XRR and XRD for at-line quality control at Fraunhofer FEP

XRR and XRD for at-line quality control at Fraunhofer FEP.


The functional properties of these thin films with nanometer-scale thickness are determined not only by the selection of materials, but also by their nano-physical dimensions, structure and chemical composition. Precise characterization of these properties is crucial for the development of new functional nanomaterials and the optimization of processes for higher performance, more efficient manufacturing processes and material yields, and scaling up to larger volumes.

X-ray characterization techniques such as X-ray diffraction (XRD) or X-ray reflectometry (XRR) are widely used in research laboratories for these tasks, but are rarely used in industrial materials development and production process evaluation due to technical limitations and the high level of expertise required. Hyperspectral imaging has also proven to be a useful tool for thin film characterization in laboratory environments. Unlike a RGB photo camera, which records an image in only three colors (red, green, blue), a hyperspectral camera is able to record an image in hundreds of different “colors” in the visible and short-wave infrared spectral region at the same time, such that each pixel within the image contains the complete spectral information of a scene. This additional information enables the detection and visualization of even small differences in the layer properties.

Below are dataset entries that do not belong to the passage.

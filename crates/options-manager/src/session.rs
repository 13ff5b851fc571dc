//! Per-operator view state.

use serde::{Deserialize, Serialize};

use gex_desk_core::PositionId;

/// Which position the operator is looking at, whether polling is limited to
/// it, and whether live refresh is on.
#[derive(Debug, Clone, Copy, PartialEq, Eq, Serialize, Deserialize)]
pub struct DeskSession {
    /// Position refreshed in focus mode.
    pub active_position: Option<PositionId>,
    /// Refresh only `active_position`, whatever the poller config says.
    pub focus_only: bool,
    /// When off, poll ticks fetch nothing.
    pub live_refresh: bool,
}

impl Default for DeskSession {
    fn default() -> Self {
        Self {
            active_position: None,
            focus_only: false,
            live_refresh: true,
        }
    }
}

impl DeskSession {
    /// Clears the active position if it is `id`.
    pub fn forget(&mut self, id: &PositionId) {
        if self.active_position.as_ref() == Some(id) {
            self.active_position = None;
        }
    }
}
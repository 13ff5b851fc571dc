use crate::config::DeskConfig;
use anyhow::Result;
use figment::{
    providers::{Env, Format, Json, Serialized, Toml},
    Figment,
};
use std::path::{Path, PathBuf};

pub const DEFAULT_CONFIG_PATH: &str = "config/Config.toml";

pub struct ConfigLoader;

impl ConfigLoader {
    fn figment(toml_path: &Path) -> Figment {
        Figment::from(Serialized::defaults(DeskConfig::default()))
            .merge(Toml::file(toml_path))
            .merge(Env::prefixed("APP_").split("__"))
            .join(Json::file("config/Config.json"))
    }

    /// Loads desk configuration by merging defaults, TOML, environment variables, and JSON.
    ///
    /// # Errors
    ///
    /// Returns an error if configuration files cannot be read or parsed.
    pub fn load() -> Result<DeskConfig> {
        Self::load_from(DEFAULT_CONFIG_PATH)
    }

    /// Loads desk configuration from a specific TOML file.
    ///
    /// A missing file is not an error; defaults and environment still apply.
    ///
    /// # Errors
    ///
    /// Returns an error if configuration files cannot be parsed.
    pub fn load_from(path: impl AsRef<Path>) -> Result<DeskConfig> {
        let config: DeskConfig = Self::figment(path.as_ref()).extract()?;
        Ok(config)
    }

    /// Loads desk configuration with a specific profile overlay.
    ///
    /// # Errors
    ///
    /// Returns an error if configuration files cannot be read or parsed.
    pub fn load_with_profile(profile: &str) -> Result<DeskConfig> {
        Self::load_from_with_profile(DEFAULT_CONFIG_PATH, Some(profile))
    }

    /// Loads `path`, then the `<stem>.<profile>.<ext>` file next to it when a
    /// profile is given.
    ///
    /// # Errors
    ///
    /// Returns an error if configuration files cannot be parsed.
    pub fn load_from_with_profile(
        path: impl AsRef<Path>,
        profile: Option<&str>,
    ) -> Result<DeskConfig> {
        let path = path.as_ref();
        let mut figment =
            Figment::from(Serialized::defaults(DeskConfig::default())).merge(Toml::file(path));
        if let Some(profile) = profile {
            figment = figment.merge(Toml::file(Self::profile_path(path, profile)));
        }

        let config: DeskConfig = figment
            .merge(Env::prefixed("APP_").split("__"))
            .join(Json::file("config/Config.json"))
            .extract()?;

        Ok(config)
    }

    /// Overlay file for `profile`, e.g. `config/Config.testnet.toml`.
    #[must_use]
    pub fn profile_path(path: &Path, profile: &str) -> PathBuf {
        let stem = path
            .file_stem()
            .map_or_else(|| "Config".into(), |s| s.to_string_lossy());
        let file_name = match path.extension() {
            Some(ext) => format!("{stem}.{profile}.{}", ext.to_string_lossy()),
            None => format!("{stem}.{profile}"),
        };
        path.with_file_name(file_name)
    }
}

In-situ superposition of CRD and HSI property imaging at Bruker AXS

In-situ superposition of CRD and HSI property imaging at Bruker AXS.


The European nanomaterials market is forecast to generate revenues of around USD 9.1 billion by 2022 and grow at a rate of 20.0 % between 2016 and 2022 (source: Matec Conferences). Enterprises using and producing nanomaterials are therefore faced with a constantly increasing demand for fast and reliable process and product quality control. This requires industry-ready real-time measurements and process-adapted monitoring capabilities.

This is where the NanoQI project, funded by the European Union with Horizon 2020 funds, comes in. The consortium of eight companies and organizations from five European countries already started on March 1, 2020, to develop an industry-ready, real-time and in-line capable method for characterizing and imaging nano-dimensions of (thin film) nanomaterials in the critical range of 1 to 300 nm on large sample surfaces of more than 500 × 500 mm². For this purpose, NanoQI combines for the first time X-ray reflectometry (XRR) and X-ray diffraction analysis (XRD) as well as broadband hyperspectral imaging (HSI) into a fast, real-time method for quality control in thin film processing that can be directly integrated into the coating equipment. This combination enables equipment operators to access application-relevant properties such as the thickness of individual layers in a coating system, the solid state structure or even derived functional properties – such as water vapor permeability – while the coating is still in progress.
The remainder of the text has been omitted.